Exercise
Report, word for word, every line of the material that contains "GraphRenderer".

______________________________

#[cfg(feature = "rtrb")]
use rtrb::Consumer;

use std::collections::VecDeque;

use super::GraphRenderer;
use crate::{dsp::DistortionCurve, patch::ScalarParams};

/// Control → audio commands.
///
/// Anything that allocates (renderers, curve tables) is built on the
/// control thread and moved across boxed.
pub enum EngineMessage {
    /// Replace whatever is playing with a new graph.
    Start(Box<GraphRenderer>),
    Stop,
    /// In-place scalar changes to the running graph.
    Update(ScalarParams),
    /// Pre-built curve for a changed distortion amount. Sent before the
    /// matching `Update` so the audio thread never builds a table.
    Curve(Box<DistortionCurve>),
}

impl std::fmt::Debug for EngineMessage {
    fn fmt(&self, f: &mut std::fmt::Formatter<'_>) -> std::fmt::Result {
        match self {
            EngineMessage::Start(r) => f.debug_tuple("Start").field(&r.stage_count()).finish(),
            EngineMessage::Stop => f.write_str("Stop"),
            EngineMessage::Update(s) => f.debug_tuple("Update").field(s).finish(),
            EngineMessage::Curve(c) => f.debug_tuple("Curve").field(&c.amount()).finish(),
        }
    }
}

pub trait MessageReceiver {
    fn pop(&mut self) -> Option<EngineMessage>;
}

#[cfg(feature = "rtrb")]
impl MessageReceiver for Consumer<EngineMessage> {
    fn pop(&mut self) -> Option<EngineMessage> {
        Consumer::pop(self).ok()
    }
}

impl MessageReceiver for VecDeque<EngineMessage> {
    fn pop(&mut self) -> Option<EngineMessage> {
        self.pop_front()
    }
}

______________________________

Answer area
use super::GraphRenderer;
    Start(Box<GraphRenderer>),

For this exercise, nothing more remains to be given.